What is Maca Root?
Maca plant is a perennial root vegetable resembling radish or turnip growing about 2 inches in height and spreading about 1 foot in diameter. The maca plants’ leaves are lobed forming a rosette around the rhizome with yellow flowers at the middle. Maca has a small fruit with ovoid shape seeds.
According to wikipedia,The first person to describe this species was Gerhard Walpers who, in 1843, named it Lepidium meyenii. In the 1990s Dr. Gloria Chacon made a further distinction of different species.

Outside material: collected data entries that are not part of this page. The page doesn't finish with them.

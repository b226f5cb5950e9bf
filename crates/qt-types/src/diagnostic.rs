use std::fmt;

use serde::{Deserialize, Serialize};

/// Structured error record shared by every qt crate.
///
/// `code` is a stable, dotted reference (`"objfile.lint.double"`) suitable
/// as a test oracle; the remaining fields locate the problem.
#[derive(Debug, Clone, PartialEq, Eq, Serialize, Deserialize)]
pub struct Diagnostic {
    pub code: String,
    #[serde(default, skip_serializing_if = "Option::is_none")]
    pub release: Option<String>,
    #[serde(default, skip_serializing_if = "Option::is_none")]
    pub file: Option<String>,
    #[serde(default, skip_serializing_if = "Option::is_none")]
    pub line: Option<usize>,
    #[serde(default, skip_serializing_if = "Option::is_none")]
    pub object: Option<String>,
    pub message: String,
}

impl Diagnostic {
    pub fn new(code: impl Into<String>, message: impl Into<String>) -> Self {
        Self {
            code: code.into(),
            release: None,
            file: None,
            line: None,
            object: None,
            message: message.into(),
        }
    }

    pub fn with_release(mut self, release: impl Into<String>) -> Self {
        self.release = Some(release.into());
        self
    }

    pub fn with_file(mut self, file: impl Into<String>) -> Self {
        self.file = Some(file.into());
        self
    }

    pub fn with_line(mut self, line: usize) -> Self {
        self.line = Some(line);
        self
    }

    pub fn with_object(mut self, object: impl Into<String>) -> Self {
        self.object = Some(object.into());
        self
    }
}

impl fmt::Display for Diagnostic {
    fn fmt(&self, f: &mut fmt::Formatter<'_>) -> fmt::Result {
        write!(f, "[{}]", self.code)?;
        if let Some(release) = &self.release {
            write!(f, " {release}")?;
        }
        match (&self.file, self.line) {
            (Some(file), Some(line)) => write!(f, " {file}:{line}")?,
            (Some(file), None) => write!(f, " {file}")?,
            (None, Some(line)) => write!(f, " line {line}")?,
            (None, None) => {}
        }
        if let Some(object) = &self.object {
            write!(f, " {object}")?;
        }
        write!(f, ": {}", self.message)
    }
}

impl std::error::Error for Diagnostic {}

/// An aggregate of diagnostics, e.g. every bad block in a file.
#[derive(Debug, Clone, PartialEq, Eq, Default, Serialize, Deserialize)]
#[serde(transparent)]
pub struct Diagnostics(Vec<Diagnostic>);

impl Diagnostics {
    pub fn new() -> Self {
        Self::default()
    }

    pub fn push(&mut self, diagnostic: Diagnostic) {
        self.0.push(diagnostic);
    }

    pub fn extend(&mut self, other: Diagnostics) {
        self.0.extend(other.0);
    }

    pub fn is_empty(&self) -> bool {
        self.0.is_empty()
    }

    pub fn len(&self) -> usize {
        self.0.len()
    }

    pub fn iter(&self) -> std::slice::Iter<'_, Diagnostic> {
        self.0.iter()
    }

    /// Codes of all entries, in order.
    pub fn codes(&self) -> Vec<&str> {
        self.0.iter().map(|d| d.code.as_str()).collect()
    }

    /// Stamp every entry lacking a file with `file`.
    pub fn in_file(mut self, file: &str) -> Self {
        for d in &mut self.0 {
            d.file.get_or_insert_with(|| file.to_string());
        }
        self
    }

    /// `Ok(())` when empty, otherwise `Err(self)`.
    pub fn into_result(self) -> Result<(), Diagnostics> {
        if self.is_empty() {
            Ok(())
        } else {
            Err(self)
        }
    }
}

impl fmt::Display for Diagnostics {
    fn fmt(&self, f: &mut fmt::Formatter<'_>) -> fmt::Result {
        for (i, d) in self.0.iter().enumerate() {
            if i > 0 {
                writeln!(f)?;
            }
            write!(f, "{d}")?;
        }
        Ok(())
    }
}

impl std::error::Error for Diagnostics {}

impl From<Diagnostic> for Diagnostics {
    fn from(d: Diagnostic) -> Self {
        Self(vec![d])
    }
}

impl FromIterator<Diagnostic> for Diagnostics {
    fn from_iter<I: IntoIterator<Item = Diagnostic>>(iter: I) -> Self {
        Self(iter.into_iter().collect())
    }
}

impl IntoIterator for Diagnostics {
    type Item = Diagnostic;
    type IntoIter = std::vec::IntoIter<Diagnostic>;

    fn into_iter(self) -> Self::IntoIter {
        self.0.into_iter()
    }
}

impl<'a> IntoIterator for &'a Diagnostics {
    type Item = &'a Diagnostic;
    type IntoIter = std::slice::Iter<'a, Diagnostic>;

    fn into_iter(self) -> Self::IntoIter {
        self.0.iter()
    }
}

She considered the widely cultivated natural maca of today to be a newer domesticated species, L. peruvianum.Most botanists today doubt this distinction, however, and continue to call the cultivated maca L. meyenii. The Latin name recognized by the USDA also continues to be Lepidium meyenii. There is a still ongoing debate about the correct nomenclature, and whether the distinction between meyenii and peruvianum is botanically correct or if they are the same species.
The natural environment of the maca is at 11-12ºS latitude and at an elevation of 3800–4400 m above sea level. At this elevation, temperatures of the growing season vary between -2 to 13°C in monthly mean minimum or maximum respectively. Temperatures can decline, however, as low as -10°C and frosts are common. Strong winds and sunlight also are characteristics of the native habitat of the maca. Maca today is still mainly cultivated in Peru, in the high Andes of Bolivia, and to a small extent also in Brazil.